At the Christmas season, gifts are typically thought of as coming from one person or family to another. But in Brazil, the government has launched a program to give what amounts to a Christmas gift of life itself for 90,000 HIV-infected people: free medications.

Brazil has authorized production of generic versions of 12 anti-HIV drugs patented before 1997 and is distributing them for free. The program costs about $4,500 annually per patient (about $405 million total), a fraction of the $12,000 tab for brand-name therapy with the same meds. Not only has the program dramatically improved survival (AIDS has been the No.1 women's killer and No.2 men's killer), it has already saved the government an estimated $472 million by reducing hospitalizations. Thus, the "gift" gives back, substantially paying for itself.

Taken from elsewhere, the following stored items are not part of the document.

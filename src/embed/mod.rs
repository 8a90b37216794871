//! Embedded static resources for LocalMorph.
//!
//! # Module Structure
//!
//! - `template` - Template and asset types with typed variable injection
//! - `client` - Client bundle: hydration script and stylesheet (minified by build.rs)
//! - `shell` - Default HTML shell with head and mount-point placeholders
//! - `page` - Page component markup template
//!
//! # Usage
//!
//! ```ignore
//! use embed::client::{APP_JS, ClientVars};
//!
//! let js = APP_JS.render(&ClientVars::new(&registry, "/pkg/converter.js"));
//! fs::write(assets.join(&js.filename), js.content)?;
//! ```

mod template;

pub use template::{AssetKind, EmbeddedAsset, NoVars, Template, TemplateVars};

pub mod client {
    use super::{AssetKind, EmbeddedAsset, NoVars, TemplateVars};
    use crate::core::FormatRegistry;
    use serde::Serialize;

    /// One entry of the format menu as the browser script sees it.
    #[derive(Serialize)]
    struct FormatEntry {
        token: &'static str,
        label: String,
        name: String,
        icon: &'static str,
        mime: &'static str,
    }

    /// Variables for app.js.
    pub struct ClientVars {
        pub formats_json: String,
        pub converter_url: String,
        pub fallback: &'static str,
    }

    impl ClientVars {
        pub fn new(registry: &FormatRegistry, converter_url: &str) -> Self {
            let entries: Vec<_> = registry
                .formats()
                .iter()
                .map(|format| FormatEntry {
                    token: format.token(),
                    label: format.label(),
                    name: format.menu_name(),
                    icon: format.icon(),
                    mime: format.mime(),
                })
                .collect();
            Self {
                formats_json: serde_json::to_string(&entries).unwrap_or_else(|_| "[]".into()),
                converter_url: converter_url.to_string(),
                fallback: registry.fallback().token(),
            }
        }
    }

    impl TemplateVars for ClientVars {
        fn apply(&self, content: &str) -> String {
            let quote = |s: &str| serde_json::to_string(s).unwrap_or_else(|_| "\"\"".into());
            content
                .replace("__LOCALMORPH_FORMATS__", &self.formats_json)
                .replace("__LOCALMORPH_CONVERTER__", &quote(&self.converter_url))
                .replace("__LOCALMORPH_FALLBACK__", &quote(self.fallback))
        }
    }

    /// Hydration and interaction script.
    pub const APP_JS: EmbeddedAsset<ClientVars> = EmbeddedAsset::new(
        AssetKind::JavaScript,
        "app",
        include_str!(concat!(env!("OUT_DIR"), "/app.min.js")),
    );

    /// Page stylesheet.
    pub const APP_CSS: EmbeddedAsset<NoVars> = EmbeddedAsset::new(
        AssetKind::Css,
        "app",
        include_str!(concat!(env!("OUT_DIR"), "/app.min.css")),
    );
}

pub mod shell {
    use super::{Template, TemplateVars};

    /// Placeholder replaced by per-route head metadata.
    pub const HEAD_PLACEHOLDER: &str = "<!--app-head-->";

    /// Empty mount point replaced by the server-rendered page.
    pub const MOUNT_POINT: &str = r#"<div id="root"></div>"#;

    /// Variables for shell.html.
    pub struct ShellVars<'a> {
        pub stylesheet: &'a str,
        pub script: &'a str,
    }

    impl TemplateVars for ShellVars<'_> {
        fn apply(&self, content: &str) -> String {
            content
                .replace("__LOCALMORPH_STYLESHEET__", self.stylesheet)
                .replace("__LOCALMORPH_SCRIPT__", self.script)
        }
    }

    /// Default document shell.
    pub const SHELL_HTML: Template<ShellVars<'static>> =
        Template::new(include_str!("client/shell.html"));
}

pub mod page {
    use super::{Template, TemplateVars};

    /// Variables for the page component markup.
    pub struct PageVars<'a> {
        pub site_title: &'a str,
        pub headline: &'a str,
        pub badge: &'a str,
        pub upload_class: &'a str,
        pub upload_body: &'a str,
        pub selected_icon: &'a str,
        pub selected_label: &'a str,
        pub selected_token: &'a str,
        pub dropdown_open: bool,
        pub options: &'a str,
        pub converter_state: &'a str,
        pub busy: bool,
        pub cta: &'a str,
        pub message: &'a str,
    }

    impl TemplateVars for PageVars<'_> {
        fn apply(&self, content: &str) -> String {
            content
                .replace("__SITE_TITLE__", self.site_title)
                .replace("__HEADLINE__", self.headline)
                .replace("__BADGE__", self.badge)
                .replace("__UPLOAD_CLASS__", self.upload_class)
                .replace("__UPLOAD_BODY__", self.upload_body)
                .replace("__SELECTED_ICON__", self.selected_icon)
                .replace("__SELECTED_LABEL__", self.selected_label)
                .replace("__SELECTED_TOKEN__", self.selected_token)
                .replace(
                    "__DROPDOWN_EXPANDED__",
                    if self.dropdown_open { "true" } else { "false" },
                )
                .replace(
                    "__ARROW_CLASS__",
                    if self.dropdown_open { " rotate-180" } else { "" },
                )
                .replace(
                    "__OPTIONS_HIDDEN__",
                    if self.dropdown_open { "" } else { " hidden" },
                )
                .replace("__OPTIONS__", self.options)
                .replace("__CONVERTER_STATE__", self.converter_state)
                .replace("__BUSY__", if self.busy { " disabled" } else { "" })
                .replace("__CTA__", self.cta)
                .replace("__MESSAGE__", self.message)
        }
    }

    /// Page body rendered into the shell's mount point.
    pub const APP_HTML: Template<PageVars<'static>> =
        Template::new(include_str!("page/app.html"));
}

#[cfg(test)]
mod tests {
    use super::shell::{HEAD_PLACEHOLDER, MOUNT_POINT, SHELL_HTML, ShellVars};
    use super::*;
    use crate::core::{FormatRegistry, SupportedFormat};

    #[test]
    fn test_shell_has_placeholders() {
        let html = SHELL_HTML.render(&ShellVars {
            stylesheet: "/assets/app.css",
            script: "/assets/app.js",
        });
        assert!(html.contains(HEAD_PLACEHOLDER));
        assert!(html.contains(MOUNT_POINT));
        assert!(html.contains("/assets/app.css"));
        assert!(html.contains("/assets/app.js"));
        assert!(!html.contains("__LOCALMORPH_"));
    }

    #[test]
    fn test_client_vars_injects_registry() {
        let registry = FormatRegistry::new([SupportedFormat::Jpg, SupportedFormat::Gif]);
        let vars = client::ClientVars::new(&registry, "/pkg/c.js");
        let out = vars.apply(
            "const F = __LOCALMORPH_FORMATS__; const C = __LOCALMORPH_CONVERTER__; const D = __LOCALMORPH_FALLBACK__;",
        );
        assert!(out.contains(r#""token":"jpg""#));
        assert!(out.contains(r#""label":"GIF""#));
        assert!(out.contains(r#"const C = "/pkg/c.js""#));
        assert!(out.contains(r#"const D = "jpg""#));
    }

    #[test]
    fn test_client_bundle_renders() {
        let registry = FormatRegistry::standard();
        let js = client::APP_JS.render(&client::ClientVars::new(&registry, "/pkg/c.js"));
        assert!(js.content.contains("__LOCAL_MORPH_SSR__"));
        assert!(!js.content.contains("__LOCALMORPH_FORMATS__"));
        let css = client::APP_CSS.render(&NoVars);
        assert!(!css.content.is_empty());
    }
}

A 1997 Brazilian law allows older medications to be publicly produced as generics. The newest HIV drugs are still made and sold by the big pharmaceutical companies, but the government's HIV drug tab for the poor has dropped 72%.

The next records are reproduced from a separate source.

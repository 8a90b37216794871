//! UTC calendar dates without timezone dependencies.
//!
//! Only what the sitemap needs: today's date in UTC, printed as
//! `YYYY-MM-DD`.

use std::fmt;
use std::time::{SystemTime, UNIX_EPOCH};

/// A proleptic Gregorian calendar date in UTC.
#[derive(Debug, Clone, Copy, PartialEq, Eq, PartialOrd, Ord)]
pub struct DateUtc {
    pub year: i32,
    pub month: u8,
    pub day: u8,
}

impl DateUtc {
    /// Current date in UTC. Clocks before 1970 read as 1970-01-01.
    pub fn today() -> Self {
        let secs = SystemTime::now()
            .duration_since(UNIX_EPOCH)
            .map(|d| d.as_secs())
            .unwrap_or(0);
        Self::from_unix_days(i64::try_from(secs / 86_400).unwrap_or(0))
    }

    /// Date `days` days after 1970-01-01.
    #[allow(clippy::cast_possible_truncation, clippy::cast_sign_loss)] // month/day are in range
    pub const fn from_unix_days(days: i64) -> Self {
        // Shift the epoch to 0000-03-01 so leap days fall at the end of a year
        let z = days + 719_468;
        let era = z.div_euclid(146_097);
        let doe = z.rem_euclid(146_097);
        let yoe = (doe - doe / 1460 + doe / 36_524 - doe / 146_096) / 365;
        let doy = doe - (365 * yoe + yoe / 4 - yoe / 100);
        let mp = (5 * doy + 2) / 153;
        let day = (doy - (153 * mp + 2) / 5 + 1) as u8;
        let month = (if mp < 10 { mp + 3 } else { mp - 9 }) as u8;
        let year = yoe + era * 400 + if month <= 2 { 1 } else { 0 };

        Self {
            year: year as i32,
            month,
            day,
        }
    }
}

impl fmt::Display for DateUtc {
    fn fmt(&self, f: &mut fmt::Formatter<'_>) -> fmt::Result {
        write!(f, "{:04}-{:02}-{:02}", self.year, self.month, self.day)
    }
}

#[cfg(test)]
mod tests {
    use super::*;

    #[test]
    fn test_epoch() {
        assert_eq!(DateUtc::from_unix_days(0).to_string(), "1970-01-01");
    }

    #[test]
    fn test_known_dates() {
        assert_eq!(DateUtc::from_unix_days(10_957).to_string(), "2000-01-01");
        assert_eq!(DateUtc::from_unix_days(11_016).to_string(), "2000-02-29");
        assert_eq!(DateUtc::from_unix_days(19_782).to_string(), "2024-02-29");
        assert_eq!(DateUtc::from_unix_days(20_089).to_string(), "2025-01-01");
        assert_eq!(DateUtc::from_unix_days(-1).to_string(), "1969-12-31");
    }

    #[test]
    fn test_consecutive_days_increase() {
        let mut prev = DateUtc::from_unix_days(18_000);
        for days in 18_001..18_800 {
            let next = DateUtc::from_unix_days(days);
            assert!(next > prev, "{next} after {prev}");
            prev = next;
        }
    }

    #[test]
    fn test_today_format() {
        let today = DateUtc::today().to_string();
        assert_eq!(today.len(), 10);
        assert_eq!(today.as_bytes()[4], b'-');
        assert_eq!(today.as_bytes()[7], b'-');
    }
}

Predictably, the Pharmaceutical Research and Manufacturers of America has said that Brazil's program is "effectively stealing" their profits, as well as breaking international property laws. Brazil isn't buying that, and indeed, has offered to assist other developing nations in exploring some version of the program. The issues of proprietary drug production, private property, and patent law are complex, especially when weighed against massive human suffering. But for 90,000 impoverished Brazilians otherwise facing AIDS and death, the program must seem like a gift from heaven itself.